Directions:
- Submit your assignment via P-web.
- Submit only a compiled R Markdown document (pdf, word, or html
output are all okay, but you may need to “zip” an html file)
- If you want to compile to a pdf you can install the
tinytext
package by running
install.packages('tinytex')
followed by
tinytex::install_tinytex()
- Only submit your .Rmd file if you are unable to compile it due to
errors (in the future you will be penalized for this)
Question #1
Michael Jordan is a retired professional basketball player who is
recognized by many as the greatest player of all time. Since Jordan has
been retired for more than two decades, it makes sense to consider each
game he played in as a case within the population that constitutes his
career. Given below are two independently drawn random samples
of games played by Michael Jordan. One sample consists of \(n=25\) games, and the other consists of
\(n=200\) games.
## Sample of 25 games
mj25 = read.csv("https://remiller1450.github.io/data/mj25.csv")
## Sample of 200 games
mj200 = read.csv("https://remiller1450.github.io/data/mj200.csv")
- Part A: Let the random variable \(X\) denote the points Michael Jordan scores
in a randomly chosen game. Is this a discrete or continuous random
variable? Briefly explain.
- Part B: Let the random variable \(Y\) denote the average number of
points Michael Jordan scores in a random sample of \(n=25\) games. Is this a discrete or
continuous random variable? Briefly explain.
- Part C: Create a histogram showing the distribution
the variable
pts
using the mj25
data
set (the one with 25 games). Do you believe that this data set
provides enough information for you to reliably approximate the
underlying probability distribution of \(X\) with a continuous function (ie: Normal
curve, uniform distribution, etc.)? Briefly explain.
- Part D: Now create a histogram showing the
distribution the variable
pts
using the
mj200
data set (the one with 200 games). Do you
believe that this data set provides enough information for you to
reliably approximate the underlying probability distribution of \(X\) with a continuous function? Briefly
explain.
- Part E: In responding to Parts C and D, you may
have considered how many times you were able to observe \(X\). Keeping this in mind, how many times
have been able to observe \(Y\)
considering only the
mj25
data set?
- Part F: Do you expect the probability distribution
of \(Y\) to exhibit more variability or
less variability than the probability distribution of \(X\)? Briefly explain.
- Part G: Consider the sample mean of
pts
in the mj25
data set, and the sample mean
in the mj200
data set. Without performing any calculations,
which of these sample means would you expect to be closer to the
population mean, which is Michael Jordan’s points per game for his
entire career?
- Part H: Michael Jordan’s career average points per
game was 30.1. Calculate the sample mean of the variable
pts
in both the mj25
and mj200
samples. Which of these samples produces an estimate closer to the
truth?
- Part I: Do your findings in Part H suggest there
may be sampling bias in how games were selected for the
mj25
and mj200
samples? Briefly explain.
\(~\)
Question #2
In this question you’ll continue using the two samples of Michael
Jordan’s regular season games described in Question 1; however, this
question will focus on probability models.

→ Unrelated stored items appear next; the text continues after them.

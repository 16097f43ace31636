// This Source Code Form is subject to the terms of the Mozilla Public
// License, v. 2.0. If a copy of the MPL was not distributed with this
// file, You can obtain one at https://mozilla.org/MPL/2.0/.

//! Resolve details about the buildpy execution environment.

use {
    anyhow::{anyhow, Result},
    log::info,
    std::{env, fmt},
};

pub const BUILDPY_VERSION: &str = env!("CARGO_PKG_VERSION");

/// Python version built when none is requested.
pub const DEFAULT_PYTHON_VERSION: &str = "3.13.11";

/// Latest known patch release of each supported minor version.
pub const DEFAULT_PYTHON_VERSIONS: &[(&str, &str)] = &[
    ("3.14", "3.14.2"),
    ("3.13", "3.13.11"),
    ("3.12", "3.12.12"),
    ("3.11", "3.11.14"),
];

/// Deployment target exported to builds on macOS when none is set.
pub const DEFAULT_MACOSX_DEPLOYMENT_TARGET: &str = "12.6";

/// Expand a bare `X.Y` version to its default patch release.
///
/// Full versions and unknown minors are returned unchanged.
pub fn resolve_python_version(version: &str) -> String {
    DEFAULT_PYTHON_VERSIONS
        .iter()
        .find(|(minor, _)| *minor == version)
        .map(|(_, full)| full.to_string())
        .unwrap_or_else(|| version.to_string())
}

/// Operating systems buildpy distinguishes between.
#[derive(Clone, Copy, Debug, Eq, PartialEq)]
pub enum Platform {
    Darwin,
    Linux,
    Windows,
    Other,
}

impl Platform {
    /// The platform of the running process.
    pub fn current() -> Self {
        match env::consts::OS {
            "macos" => Self::Darwin,
            "linux" => Self::Linux,
            "windows" => Self::Windows,
            _ => Self::Other,
        }
    }

    pub fn is_unix(&self) -> bool {
        matches!(self, Self::Darwin | Self::Linux)
    }

    /// Values accepted by `--type` on this platform.
    pub fn build_types(&self) -> &'static [&'static str] {
        match self {
            Self::Darwin => &[
                "local",
                "shared-ext",
                "static-ext",
                "framework-ext",
                "framework-pkg",
            ],
            Self::Windows => &["local", "windows-pkg"],
            Self::Linux => &["local", "shared-ext", "static-ext"],
            Self::Other => &["local"],
        }
    }

    /// Suffix of executables.
    pub fn exe_suffix(&self) -> &'static str {
        match self {
            Self::Windows => ".exe",
            _ => "",
        }
    }

    /// Suffix of static libraries.
    pub fn staticlib_suffix(&self) -> &'static str {
        match self {
            Self::Windows => ".lib",
            _ => ".a",
        }
    }

    /// Suffix of dynamic libraries.
    pub fn dylib_suffix(&self) -> Result<&'static str> {
        match self {
            Self::Darwin => Ok(".dylib"),
            Self::Linux => Ok(".so"),
            Self::Windows => Ok(".dll"),
            Self::Other => Err(anyhow!("platform not supported: {}", env::consts::OS)),
        }
    }

    /// Prepare process environment variables needed by child builds.
    pub fn setup_environment(&self) {
        if *self == Self::Darwin && env::var_os("MACOSX_DEPLOYMENT_TARGET").is_none() {
            info!(
                "setting MACOSX_DEPLOYMENT_TARGET={}",
                DEFAULT_MACOSX_DEPLOYMENT_TARGET
            );
            env::set_var("MACOSX_DEPLOYMENT_TARGET", DEFAULT_MACOSX_DEPLOYMENT_TARGET);
        }
    }
}

impl fmt::Display for Platform {
    fn fmt(&self, f: &mut fmt::Formatter<'_>) -> fmt::Result {
        f.write_str(match self {
            Self::Darwin => "Darwin",
            Self::Linux => "Linux",
            Self::Windows => "Windows",
            Self::Other => env::consts::OS,
        })
    }
}

/// Machine architecture of the running process, as `uname -m` spells it.
pub fn machine_arch() -> &'static str {
    match env::consts::ARCH {
        "aarch64" if cfg!(target_os = "macos") => "arm64",
        "x86_64" if cfg!(target_os = "windows") => "AMD64",
        arch => arch,
    }
}
// This Source Code Form is subject to the terms of the Mozilla Public
// License, v. 2.0. If a copy of the MPL was not distributed with this
// file, You can obtain one at https://mozilla.org/MPL/2.0/.

/*! Shared functionality for the buildpy crates.

This crate downloads and verifies source archives, extracts and writes
tar and zip files, and provides the filesystem primitives used when
assembling and trimming a Python installation.
*/

pub mod archive;
pub mod error;
pub mod fs;
pub mod http;
pub mod testutil;

pub use error::{BuildError, Result};
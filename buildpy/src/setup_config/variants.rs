// This Source Code Form is subject to the terms of the Mozilla Public
// License, v. 2.0. If a copy of the MPL was not distributed with this
// file, You can obtain one at https://mozilla.org/MPL/2.0/.

//! Build variants layered on top of a versioned configuration.

use super::{Bucket, BuildType, BuildVariant, ConfigError, Platform, SetupConfig, SizeType};

/// Modules that reference interpreter internals and cannot be shared.
const MUST_STAY_STATIC: &[&str] = &[
    "_functools",
    "_locale",
    "_signal",
    "_sre",
    "_thread",
    "posix",
    "time",
    "_typing",
];

impl SetupConfig {
    /// Apply a build variant.
    pub fn apply_variant(&mut self, variant: BuildVariant) -> Result<(), ConfigError> {
        match (variant.build_type, variant.size_type) {
            (BuildType::Static, SizeType::Max) => Ok(()),
            (BuildType::Static, SizeType::Mid) => self.static_mid(),
            (BuildType::Static, SizeType::Tiny) => self.static_tiny(),
            (BuildType::Static, SizeType::Bootstrap) => {
                self.static_bootstrap();
                Ok(())
            }
            (BuildType::Shared, SizeType::Max) => self.shared_max(),
            (BuildType::Shared, SizeType::Mid) => self.shared_mid(),
            (BuildType::Shared, SizeType::Vanilla) => self.shared_vanilla(),
            (BuildType::Framework, SizeType::Max) => self.framework_max(),
            (BuildType::Framework, SizeType::Mid) => self.framework_mid(),
            _ => Err(ConfigError::InvalidVariant(variant.to_string())),
        }
    }

    fn static_mid(&mut self) -> Result<(), ConfigError> {
        self.disable_static(&["_decimal"])?;

        if self.platform == Platform::Linux {
            // Keep OpenSSL symbols out of the exported symbol table.
            self.set_rule(
                "_ssl",
                &[
                    "_ssl.c",
                    "-I$(OPENSSL)/include",
                    "-L$(OPENSSL)/lib",
                    "-l:libssl.a -Wl,--exclude-libs,libssl.a",
                    "-l:libcrypto.a -Wl,--exclude-libs,libcrypto.a",
                ],
            );
            self.set_rule(
                "_hashlib",
                &[
                    "_hashopenssl.c",
                    "-I$(OPENSSL)/include",
                    "-L$(OPENSSL)/lib",
                    "-l:libcrypto.a -Wl,--exclude-libs,libcrypto.a",
                ],
            );
        }

        Ok(())
    }

    fn static_tiny(&mut self) -> Result<(), ConfigError> {
        self.disable_static(&[
            "_bz2", "_decimal", "_csv", "_json", "_lzma", "_sqlite3", "_ssl", "pyexpat",
        ])?;

        if self.contains(Bucket::Static, "_scproxy") {
            self.disable_static(&["_scproxy"])?;
        }

        Ok(())
    }

    fn static_bootstrap(&mut self) {
        let previous_static = std::mem::take(&mut self.static_);
        self.disabled.extend(previous_static);
        self.static_ = std::mem::take(&mut self.core);
    }

    fn shared_max(&mut self) -> Result<(), ConfigError> {
        self.remove_entry(Bucket::Disabled, "_ctypes")?;
        self.move_static_to_shared(&["_decimal", "_ssl", "_hashlib"])
    }

    fn shared_mid(&mut self) -> Result<(), ConfigError> {
        self.disable_static(&["_decimal", "_ssl", "_hashlib"])
    }

    /// Build nearly everything as a shared extension so unused ones can be
    /// deleted after the build.
    fn shared_vanilla(&mut self) -> Result<(), ConfigError> {
        for name in [
            "_ctypes",
            "_curses",
            "_curses_panel",
            "_dbm",
            "_scproxy",
            "_tkinter",
            "resource",
            "syslog",
            "termios",
        ] {
            self.discard_entry(Bucket::Disabled, name);
        }

        let movable = self
            .static_
            .iter()
            .filter(|name| !MUST_STAY_STATIC.contains(&name.as_str()))
            .cloned()
            .collect::<Vec<_>>();

        for name in movable {
            self.move_static_to_shared(&[name.as_str()])?;
        }

        Ok(())
    }

    fn framework_max(&mut self) -> Result<(), ConfigError> {
        self.shared_max()?;
        self.move_static_to_shared(&["_bz2", "_lzma", "_sqlite3"])?;

        if self.contains(Bucket::Static, "_scproxy") {
            self.move_static_to_shared(&["_scproxy"])?;
        }

        self.move_static_to_shared(&["zlib", "binascii"])
    }

    fn framework_mid(&mut self) -> Result<(), ConfigError> {
        self.framework_max()?;
        self.disable_shared(&["_decimal", "_ssl", "_hashlib"])
    }
}

#[cfg(test)]
mod tests {
    use {super::*, anyhow::Result, std::str::FromStr};

    fn build(version: &str, platform: Platform, variant: &str) -> Result<SetupConfig> {
        let variant = BuildVariant::from_str(variant)?;
        let mut config = SetupConfig::for_version(version, platform, variant.build_type)?;
        config.apply_variant(variant)?;

        Ok(config)
    }

    #[test]
    fn test_every_variant_renders() -> Result<()> {
        for version in ["3.11", "3.12", "3.13", "3.14"] {
            for platform in [Platform::Darwin, Platform::Linux] {
                for variant in BuildVariant::names() {
                    let config = build(version, platform, &variant)?;
                    config.render_setup_local()?;
                }
            }
        }

        Ok(())
    }

    #[test]
    fn test_static_mid_linux_openssl() -> Result<()> {
        let linux = build("3.13", Platform::Linux, "static_mid")?;
        assert!(linux.contains(Bucket::Disabled, "_decimal"));
        assert!(linux.extensions["_ssl"]
            .iter()
            .any(|a| a == "-l:libssl.a -Wl,--exclude-libs,libssl.a"));

        let darwin = build("3.13", Platform::Darwin, "static_mid")?;
        assert!(darwin.extensions["_ssl"]
            .iter()
            .any(|a| a == "$(OPENSSL)/lib/libssl.a"));

        Ok(())
    }

    #[test]
    fn test_static_tiny() -> Result<()> {
        let darwin = build("3.12", Platform::Darwin, "static_tiny")?;
        for name in ["_bz2", "_ssl", "pyexpat", "_scproxy"] {
            assert!(darwin.contains(Bucket::Disabled, name));
        }

        let linux = build("3.12", Platform::Linux, "static_tiny")?;
        assert!(linux.contains(Bucket::Disabled, "_scproxy"));
        assert!(!linux.contains(Bucket::Static, "_sqlite3"));

        Ok(())
    }

    #[test]
    fn test_static_bootstrap() -> Result<()> {
        let base = SetupConfig::for_version("3.13", Platform::Darwin, BuildType::Static)?;
        let c = build("3.13", Platform::Darwin, "static_bootstrap")?;

        assert!(c.core.is_empty());
        assert_eq!(c.static_, base.core);
        for name in &base.static_ {
            assert!(c.contains(Bucket::Disabled, name));
        }

        Ok(())
    }

    #[test]
    fn test_shared_variants() -> Result<()> {
        let max = build("3.13", Platform::Darwin, "shared_max")?;
        assert!(!max.contains(Bucket::Disabled, "_ctypes"));
        for name in ["_decimal", "_ssl", "_hashlib"] {
            assert!(max.contains(Bucket::Shared, name));
        }

        let mid = build("3.13", Platform::Darwin, "shared_mid")?;
        assert!(mid.shared.is_empty());
        assert!(mid.contains(Bucket::Disabled, "_ssl"));

        Ok(())
    }

    #[test]
    fn test_shared_vanilla() -> Result<()> {
        let c = build("3.13", Platform::Linux, "shared_vanilla")?;

        assert!(!c.contains(Bucket::Disabled, "_ctypes"));
        assert!(!c.contains(Bucket::Disabled, "termios"));
        for name in &c.static_ {
            assert!(MUST_STAY_STATIC.contains(&name.as_str()));
        }
        assert!(c.contains(Bucket::Shared, "_json"));
        assert!(c.contains(Bucket::Static, "_typing"));

        Ok(())
    }

    #[test]
    fn test_framework_variants() -> Result<()> {
        let max = build("3.12", Platform::Darwin, "framework_max")?;
        for name in ["_bz2", "_lzma", "_sqlite3", "_scproxy", "zlib", "binascii", "_ssl"] {
            assert!(max.contains(Bucket::Shared, name));
        }

        let mid = build("3.12", Platform::Darwin, "framework_mid")?;
        for name in ["_decimal", "_ssl", "_hashlib"] {
            assert!(mid.contains(Bucket::Disabled, name));
        }
        assert!(mid.contains(Bucket::Shared, "zlib"));

        Ok(())
    }
}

- Part A: Calculate the proportion of games in the
mj200
sample where Michael Jordan scored more than 30
points. Hint: You might find the examples in Lab 6 to be
helpful in using the summarize()
function to obtain this
proportion.
- Part B: Consider a Normal probability
model for the number of points Michael Jordan scores in a game. Use
the data in
mj200
to find appropriate parameters for this
model.
- Part C: Using your probability model from Part B,
find the probability that Michael Jordan scores more than 30 points in a
game.
- Part D: How does your answer in Part C relate to
the proportion you found in Part A? Briefly explain.
- Part E: Construct a different probability model
using the Normal distribution and parameters estimated from the
mj25
sample (the one with only \(n=25\) games). Using this model, find the
probability that Michael Jordan scores more than 30 points in a
game.
- Part F: Michael Jordan scored 30+ points in 562 of
his 1,072 career regular season games. Did the probability model from
Part B or from Part E come closer to accurately estimating this
probability? Is that consistent with what you had expected? Briefly
explain.
\(~\)
Question #3
For each of the following scenarios indicate whether the data being
described is most reasonably described as a population or a
sample. If it is a sample, indicate whether it a biased
sample or a representative sample. You should provide a
1-2 sentence justification for each of your answers.
- Part A: To estimate the size of trout in a lake, an
angler records the weights of the 12 trout he caught over a
weekend.
- Part B: A subscription-based music streaming app
tracks the listening history of all of its users.
- Part C: Using random digit
dialing to contact over 14,000 US adults, Gallup finds that 46% of
Americans politically identify as Republican or Republican leaning.
- Part D: A poll posted on X asks users: “Do you like
or dislike the idea of wearing a consistent uniform to work every day,
similar to what Steve Jobs did?”
- Part E: A college’s institutional research team
uses a random number generator to select 50 course syllabi to use in a
study.